I don't think the Duke of Kent had children with his mistress, none of King George III's sons were very discreet regarding their illegitimate children.

It's said that he had two children by mistresses, actually.

1. Adelaide Victoria Auguste Dubus (1789-around 1832) by his mistress Adelaide Dubus
2. Edward Schenker Scheener (1789-1853) by his mistress Anne Gabrielle Alexadrine Moré

His longtime mistress was Madam de Saint-Laurent, also known as Julie de St Laurent or Therese-Bsrnadine Montgenet, and was with him from 1790 until 1818 when he got married. There is no evidence that they had children.

Information about Edward's illegitimate children is said to have been suppressed during the reign of Victoria, who didn't take kindly to illegitimacy. It could simply be that Edward didn't actually father these children and they're just an urban legend of sorts, or that he didn't acknowledge them in his life time. The children born to his brothers were born to long term mistresses - women that they would have likely married legally had they been allowed to. William IV was with Dorothea Jordan for 20 years, the Duke of Sussex married both his mistresses in contravention to the Royal Marriage Act. It makes sense that children born through these unions would have been acknowledged, while children born through more general liaisons with the Duke of Kent wouldn't have been.

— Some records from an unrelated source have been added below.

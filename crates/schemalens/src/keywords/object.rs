use std::sync::Arc;

use crate::{
    checker::{Checker, ErrorSink},
    error::{Priority, ValidationError},
    instance::{InstanceLocation, InstanceNode, InstanceProperty},
    regex::Pattern,
    schema::Schema,
    tree::Alternative,
};

pub(crate) fn validate(
    checker: &Checker<'_>,
    instance: &InstanceNode,
    alternative: &Alternative,
    sink: &mut ErrorSink,
) {
    let Some(properties) = instance.as_object() else {
        return;
    };
    let schema = &alternative.schema;
    let location = &instance.location;

    let required = schema.required();
    let missing: Vec<String> = required
        .iter()
        .filter(|name| !instance.has_property(name))
        .cloned()
        .collect();
    if !missing.is_empty() {
        sink.push(ValidationError::missing_properties(location, missing));
    }

    for (trigger, names) in schema.dependent_required() {
        if !instance.has_property(&trigger) {
            continue;
        }
        let missing: Vec<String> = names
            .into_iter()
            .filter(|name| !instance.has_property(name))
            .collect();
        if !missing.is_empty() {
            sink.push(ValidationError::missing_properties(location, missing));
        }
    }
    for (trigger, dependency) in schema.dependent_schemas() {
        if sink.is_full() || checker.is_cancelled() {
            return;
        }
        if instance.has_property(&trigger) {
            checker.validate(instance, dependency, alternative.scopes.clone(), sink);
        }
    }

    if let Some(names) = schema.property_names() {
        for property in properties {
            if sink.is_full() || checker.is_cancelled() {
                return;
            }
            let name = InstanceNode::string(&property.name, property.location.clone());
            checker.validate(&name, names.clone(), alternative.scopes.clone(), sink);
        }
    }

    let declared = schema.properties();
    let patterns = compile_patterns(checker, schema, location, sink);
    let additional = schema.additional_properties();
    let unevaluated = if additional.is_none() {
        schema.unevaluated_properties()
    } else {
        None
    };
    for property in properties {
        if sink.is_full() || checker.is_cancelled() {
            return;
        }
        let mut evaluated = false;
        if let Some((_, property_schema)) = declared.iter().find(|(name, _)| *name == property.name)
        {
            evaluated = true;
            descend(checker, property, property_schema, alternative, sink);
        }
        for (pattern, pattern_schema) in &patterns {
            if pattern.is_match(&property.name) {
                evaluated = true;
                descend(checker, property, pattern_schema, alternative, sink);
            }
        }
        if evaluated {
            continue;
        }
        let Some(fallback) = additional.as_ref().or(unevaluated.as_ref()) else {
            continue;
        };
        if fallback.as_bool() == Some(false) {
            sink.push(ValidationError::prohibited_property(
                &property.location,
                &property.name,
            ));
        } else {
            descend(checker, property, fallback, alternative, sink);
        }
    }

    let count = properties.len() as u64;
    if let Some(limit) = schema.get_u64("minProperties") {
        if count < limit {
            sink.push(ValidationError::new(
                format!("Object has fewer properties than the required number of {limit}"),
                location,
            ));
        }
    }
    if let Some(limit) = schema.get_u64("maxProperties") {
        if count > limit {
            sink.push(ValidationError::new(
                format!("Object has more properties than the limit of {limit}"),
                location,
            ));
        }
    }

    if checker.compliance.report_missing_optional_properties {
        let absent: Vec<String> = declared
            .iter()
            .map(|(name, _)| name)
            .filter(|name| !required.contains(name) && !instance.has_property(name))
            .cloned()
            .collect();
        if !absent.is_empty() {
            sink.push(ValidationError::missing_optional_properties(location, absent));
        }
    }
}

fn descend(
    checker: &Checker<'_>,
    property: &InstanceProperty,
    schema: &Schema,
    alternative: &Alternative,
    sink: &mut ErrorSink,
) {
    if let Some(value) = &property.value {
        checker.validate(value, schema.clone(), alternative.scopes.clone(), sink);
    }
}

/// Compiled `patternProperties`. Invalid expressions are reported once and skipped.
fn compile_patterns(
    checker: &Checker<'_>,
    schema: &Schema,
    location: &InstanceLocation,
    sink: &mut ErrorSink,
) -> Vec<(Arc<Pattern>, Schema)> {
    let mut compiled = Vec::new();
    for (pattern, pattern_schema) in schema.pattern_properties() {
        match checker.patterns.get(&pattern) {
            Ok(matcher) => compiled.push((matcher, pattern_schema)),
            Err(error) => sink.push(
                ValidationError::new(
                    format!("Invalid regular expression '{pattern}': {error}"),
                    location,
                )
                .with_priority(Priority::Low),
            ),
        }
    }
    compiled
}
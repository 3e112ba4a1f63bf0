//! Schema and instance inspections that are not validation errors.
use std::collections::VecDeque;

use ahash::AHashSet;
use schemalens_referencing::{
    resolver::{self, enter_scope},
    Reference, ReferenceKind, ResolveContext, RootSchema, SchemaNode, SchemaRegistry, Scopes,
};

use crate::{
    error::{Priority, ValidationError},
    instance::InstanceNode,
    tree::{self, Alternative, IfThenElseMode, TreeContext},
};

/// A reference that does not lead anywhere.
#[derive(Debug, Clone, PartialEq, Eq)]
pub struct UnresolvedReference {
    /// Pointer to the schema holding the reference.
    pub pointer: String,
    pub reference: String,
    pub kind: ReferenceKind,
    /// The target document is still being loaded by the host.
    pub pending: bool,
}

/// Every `$ref` of `root` that resolves to nothing, in document order.
///
/// Dynamic references are resolved against the scope of their own resource only, since no
/// evaluation path is known here.
#[must_use]
pub fn unresolved_references(root: &RootSchema, registry: &SchemaRegistry) -> Vec<UnresolvedReference> {
    let Some(start) = root.node() else {
        return Vec::new();
    };
    let mut found = Vec::new();
    let mut seen = AHashSet::new();
    let mut queue = VecDeque::from([start]);
    while let Some(node) = queue.pop_front() {
        if !seen.insert(node.clone()) {
            continue;
        }
        check_references(&node, registry, &mut found);
        queue.extend(node.subschemas());
    }
    found
}

fn check_references(node: &SchemaNode, registry: &SchemaRegistry, found: &mut Vec<UnresolvedReference>) {
    let scopes = enter_scope(&Scopes::new(), node);
    let ctx = ResolveContext::new(registry, &scopes);
    for reference in Reference::all_of(node) {
        if resolver::resolve(reference, node, &ctx).is_some() {
            continue;
        }
        let pending = node.base_uri().join(reference.value).is_ok_and(|mut target| {
            target.set_fragment(None);
            registry
                .pending()
                .iter()
                .any(|uri| uri.as_str() == target.as_str())
        });
        found.push(UnresolvedReference {
            pointer: node.pointer().to_string(),
            reference: reference.value.to_string(),
            kind: reference.kind,
            pending,
        });
    }
}

/// Properties of `instance` whose schema is deprecated, at any depth.
#[must_use]
pub fn deprecations(
    instance: &InstanceNode,
    entry: Alternative,
    registry: &SchemaRegistry,
) -> Vec<ValidationError> {
    let ctx = TreeContext::new(registry, IfThenElseMode::Lenient);
    let mut found = Vec::new();
    let mut reported = AHashSet::new();
    collect_deprecations(instance, entry, &ctx, &mut reported, &mut found);
    found
}

fn collect_deprecations(
    instance: &InstanceNode,
    entry: Alternative,
    ctx: &TreeContext<'_>,
    reported: &mut AHashSet<String>,
    found: &mut Vec<ValidationError>,
) {
    let resolution = tree::resolve(entry.schema, entry.scopes, ctx);
    let alternatives: Vec<Alternative> = resolution.alternatives().cloned().collect();
    if let Some(properties) = instance.as_object() {
        for property in properties {
            for alternative in &alternatives {
                let Some(schema) = alternative.schema.property(&property.name) else {
                    continue;
                };
                let child = Alternative::new(
                    schema.clone(),
                    enter_scope(&alternative.scopes, schema.primary_node()),
                );
                let resolved = tree::resolve(child.schema.clone(), child.scopes.clone(), ctx);
                for variant in resolved.alternatives() {
                    let Some(notice) = variant.schema.deprecation() else {
                        continue;
                    };
                    if reported.insert(property.location.as_str().to_string()) {
                        found.push(
                            ValidationError::new(
                                format!("Property '{}' is deprecated: {notice}", property.name),
                                &property.location,
                            )
                            .with_priority(Priority::Low),
                        );
                    }
                }
                if let Some(value) = &property.value {
                    collect_deprecations(value, child, ctx, reported, found);
                }
            }
        }
    } else if let Some(items) = instance.as_array() {
        for alternative in &alternatives {
            let prefix = alternative.schema.prefix_items();
            let rest = alternative.schema.rest_items();
            for (idx, item) in items.iter().enumerate() {
                let Some(schema) = prefix.get(idx).cloned().or_else(|| rest.clone()) else {
                    continue;
                };
                let scopes = enter_scope(&alternative.scopes, schema.primary_node());
                collect_deprecations(item, Alternative::new(schema, scopes), ctx, reported, found);
            }
        }
    }
}

#[cfg(test)]
mod tests {
    use super::*;
    use crate::validator_for;
    use schemalens_referencing::InMemorySchemaService;
    use serde_json::json;
    use std::sync::Arc;

    #[test]
    fn lists_dangling_references() {
        let registry = SchemaRegistry::new();
        let root = registry
            .load(
                "https://example.com/root.json",
                json!({
                    "$defs": {"ok": {}},
                    "properties": {
                        "a": {"$ref": "#/$defs/ok"},
                        "b": {"$ref": "#/$defs/missing"}
                    }
                }),
            )
            .expect("valid uri");
        let found = unresolved_references(&root, &registry);
        assert_eq!(found.len(), 1);
        assert_eq!(found[0].pointer, "/properties/b");
        assert_eq!(found[0].reference, "#/$defs/missing");
        assert!(!found[0].pending);
    }

    #[test]
    fn marks_pending_documents() {
        let service = Arc::new(InMemorySchemaService::new());
        service.mark_pending("https://example.com/other.json");
        let registry = SchemaRegistry::options().service(service).build();
        let root = registry
            .load(
                "https://example.com/root.json",
                json!({"$ref": "other.json#/$defs/a"}),
            )
            .expect("valid uri");
        let found = unresolved_references(&root, &registry);
        assert_eq!(found.len(), 1);
        assert!(found[0].pending);
    }

    #[test]
    fn reports_deprecated_properties() {
        let validator = validator_for(&json!({
            "properties": {
                "old": {"deprecated": true},
                "nested": {"properties": {"legacy": {"deprecationMessage": "use 'modern'"}}}
            }
        }))
        .expect("valid schema");
        let instance = InstanceNode::from_json(&json!({
            "old": 1,
            "nested": {"legacy": true, "modern": true}
        }));
        let found = validator.deprecations(&instance);
        let messages: Vec<_> = found.iter().map(|e| e.message.as_str()).collect();
        assert_eq!(
            messages,
            vec![
                "Property 'legacy' is deprecated: use 'modern'",
                "Property 'old' is deprecated: Property is deprecated",
            ]
        );
        assert!(found.iter().all(|e| e.priority == Priority::Low));
        assert_eq!(found[0].location.as_str(), "/nested/legacy");
    }
}
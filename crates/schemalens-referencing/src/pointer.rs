//! JSON Pointer (RFC 6901) helpers.
//!
//! Pointers are stored in their escaped string form (`/definitions/a~1b`). The root pointer is
//! the empty string.
use std::borrow::Cow;

use percent_encoding::percent_decode_str;
use serde_json::Value;

/// A single segment appended to a JSON pointer.
#[derive(Debug, PartialEq, Eq, Clone)]
pub enum Segment<'a> {
    /// A string key for object properties.
    Key(Cow<'a, str>),
    /// A numeric index for array elements.
    Index(usize),
}

impl<'a> From<&'a str> for Segment<'a> {
    fn from(value: &'a str) -> Self {
        Segment::Key(Cow::Borrowed(value))
    }
}

impl From<String> for Segment<'_> {
    fn from(value: String) -> Self {
        Segment::Key(Cow::Owned(value))
    }
}

impl<'a> From<Cow<'a, str>> for Segment<'a> {
    fn from(value: Cow<'a, str>) -> Self {
        Segment::Key(value)
    }
}

impl From<usize> for Segment<'_> {
    fn from(value: usize) -> Self {
        Segment::Index(value)
    }
}

/// Escape a raw key so it can be used as a pointer segment (`~` → `~0`, `/` → `~1`).
#[must_use]
pub fn escape(segment: &str) -> Cow<'_, str> {
    if segment.contains(['~', '/']) {
        Cow::Owned(segment.replace('~', "~0").replace('/', "~1"))
    } else {
        Cow::Borrowed(segment)
    }
}

/// Unescape a pointer segment (`~1` → `/`, `~0` → `~`).
#[must_use]
pub fn unescape(segment: &str) -> Cow<'_, str> {
    if segment.contains('~') {
        // Order matters: `~01` must become `~1`, not `/`.
        Cow::Owned(segment.replace("~1", "/").replace("~0", "~"))
    } else {
        Cow::Borrowed(segment)
    }
}

/// Append one segment to `base`, escaping it first.
#[must_use]
pub fn join<'a>(base: &str, segment: impl Into<Segment<'a>>) -> String {
    let mut buffer = String::with_capacity(base.len() + 8);
    buffer.push_str(base);
    buffer.push('/');
    match segment.into() {
        Segment::Key(key) => buffer.push_str(&escape(&key)),
        Segment::Index(idx) => {
            let mut itoa = itoa::Buffer::new();
            buffer.push_str(itoa.format(idx));
        }
    }
    buffer
}

/// Append several segments to `base`.
#[must_use]
pub fn join_all<'a, I, S>(base: &str, segments: I) -> String
where
    I: IntoIterator<Item = S>,
    S: Into<Segment<'a>>,
{
    let mut pointer = base.to_string();
    for segment in segments {
        pointer = join(&pointer, segment);
    }
    pointer
}

/// Normalize a pointer-like reference fragment.
///
/// Accepts `#/a/b`, `/a/b`, `#` and the empty string, decoding URI percent-escapes.
/// Returns `None` when the input is not a pointer (e.g. a plain-name anchor like `#foo`).
#[must_use]
pub fn normalize(reference: &str) -> Option<String> {
    let fragment = reference.strip_prefix('#').unwrap_or(reference);
    let decoded = percent_decode_str(fragment).decode_utf8().ok()?;
    if decoded.is_empty() || decoded.starts_with('/') {
        Some(decoded.into_owned())
    } else {
        None
    }
}

/// Iterate over the unescaped tokens of a normalized pointer.
pub fn tokens(pointer: &str) -> impl Iterator<Item = Cow<'_, str>> {
    pointer
        .strip_prefix('/')
        .map(|rest| rest.split('/'))
        .into_iter()
        .flatten()
        .map(unescape)
}

/// Parent pointer and the last raw (escaped) segment, or `None` for the root.
#[must_use]
pub fn split_last(pointer: &str) -> Option<(&str, &str)> {
    let idx = pointer.rfind('/')?;
    Some((&pointer[..idx], &pointer[idx + 1..]))
}

/// Walk `value` following a normalized pointer.
#[must_use]
pub fn resolve<'v>(value: &'v Value, pointer: &str) -> Option<&'v Value> {
    let mut current = value;
    for token in tokens(pointer) {
        current = match current {
            Value::Object(map) => map.get(token.as_ref())?,
            Value::Array(items) => items.get(parse_index(&token)?)?,
            _ => return None,
        };
    }
    Some(current)
}

/// Parse an array index token. Leading zeros and signs are rejected per RFC 6901.
#[must_use]
pub fn parse_index(token: &str) -> Option<usize> {
    if token.is_empty() || (token.len() > 1 && token.starts_with('0')) {
        return None;
    }
    if !token.bytes().all(|b| b.is_ascii_digit()) {
        return None;
    }
    token.parse().ok()
}

#[cfg(test)]
mod tests {
    use super::*;
    use serde_json::json;
    use test_case::test_case;

    #[test_case("a/b", "a~1b")]
    #[test_case("m~n", "m~0n")]
    #[test_case("~/", "~0~1")]
    #[test_case("plain", "plain")]
    fn escaping(raw: &str, escaped: &str) {
        assert_eq!(escape(raw), escaped);
        assert_eq!(unescape(escaped), raw);
    }

    #[test]
    fn unescape_order() {
        assert_eq!(unescape("~01"), "~1");
    }

    #[test_case("#/definitions/a", Some("/definitions/a"))]
    #[test_case("/definitions/a", Some("/definitions/a"))]
    #[test_case("#", Some(""))]
    #[test_case("", Some(""))]
    #[test_case("#/a%20b", Some("/a b"))]
    #[test_case("#foo", None)]
    fn normalization(input: &str, expected: Option<&str>) {
        assert_eq!(normalize(input).as_deref(), expected);
    }

    #[test]
    fn joining() {
        assert_eq!(join("", "properties"), "/properties");
        assert_eq!(join("/properties", "a/b"), "/properties/a~1b");
        assert_eq!(join("/items", 3_usize), "/items/3");
        assert_eq!(join_all("", ["allOf", "x"]), "/allOf/x");
    }

    #[test]
    fn resolving() {
        let document = json!({"a": [{"b~c": 1}], "": {"x": true}});
        assert_eq!(resolve(&document, "/a/0/b~0c"), Some(&json!(1)));
        assert_eq!(resolve(&document, "//x"), Some(&json!(true)));
        assert_eq!(resolve(&document, ""), Some(&document));
        assert_eq!(resolve(&document, "/a/01"), None);
        assert_eq!(resolve(&document, "/missing"), None);
    }

    #[test]
    fn last_segment() {
        assert_eq!(split_last("/a/b"), Some(("/a", "b")));
        assert_eq!(split_last(""), None);
    }

    mod properties {
        use super::*;
        use proptest::prelude::*;

        proptest! {
            #[test]
            fn round_trip(segments in prop::collection::vec("[a-z~/]{0,6}", 0..5)) {
                let pointer = join_all("", segments.iter().map(String::as_str));
                let decoded: Vec<String> = tokens(&pointer).map(Cow::into_owned).collect();
                prop_assert_eq!(&decoded, &segments);
                prop_assert_eq!(normalize(&format!("#{pointer}")), Some(pointer));
            }
        }
    }
}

Countessmeout 03-28-2013 10:55 PM

Quote:

Originally Posted by Ish (Post 1533245)
It's said that he had two children by mistresses, actually.

1. Adelaide Victoria Auguste Dubus (1789-around 1832) by his mistress Adelaide Dubus
2. Edward Schenker Scheener (1789-1853) by his mistress Anne Gabrielle Alexadrine Moré

His longtime mistress was Madam de Saint-Laurent, also known as Julie de St Laurent or Therese-Bsrnadine Montgenet, and was with him from 1790 until 1818 when he got married. There is no evidence that they had children.

Information about Edward's illegitimate children is said to have been suppressed during the reign of Victoria, who didn't take kindly to illegitimacy. It could simply be that Edward didn't actually father these children and they're just an urban legend of sorts, or that he didn't acknowledge them in his life time. The children born to his brothers were born to long term mistresses - women that they would have likely married legally had they been allowed to. William IV was with Dorothea Jordan for 20 years, the Duke of Sussex married both his mistresses in contravention to the Royal Marriage Act. It makes sense that children born through these unions would have been acknowledged, while children born through more general liaisons with the Duke of Kent wouldn't have been.

I am surprised, I don't think Victoria had any real issue with her Uncle's marriages or children born from them. The Duke of Sussex's second wife was created Duchess of Inverness in her own right. She had been unable to sit with the Duke at royal functions, due to her lower status, so Victoria has her raised to a Duchesss in her own right. If they had children, the title could have passed to them. So it seems at least the sake for her Uncle, Victoria could over look that. Her opinion on her father's children from other women may be a whole new issue.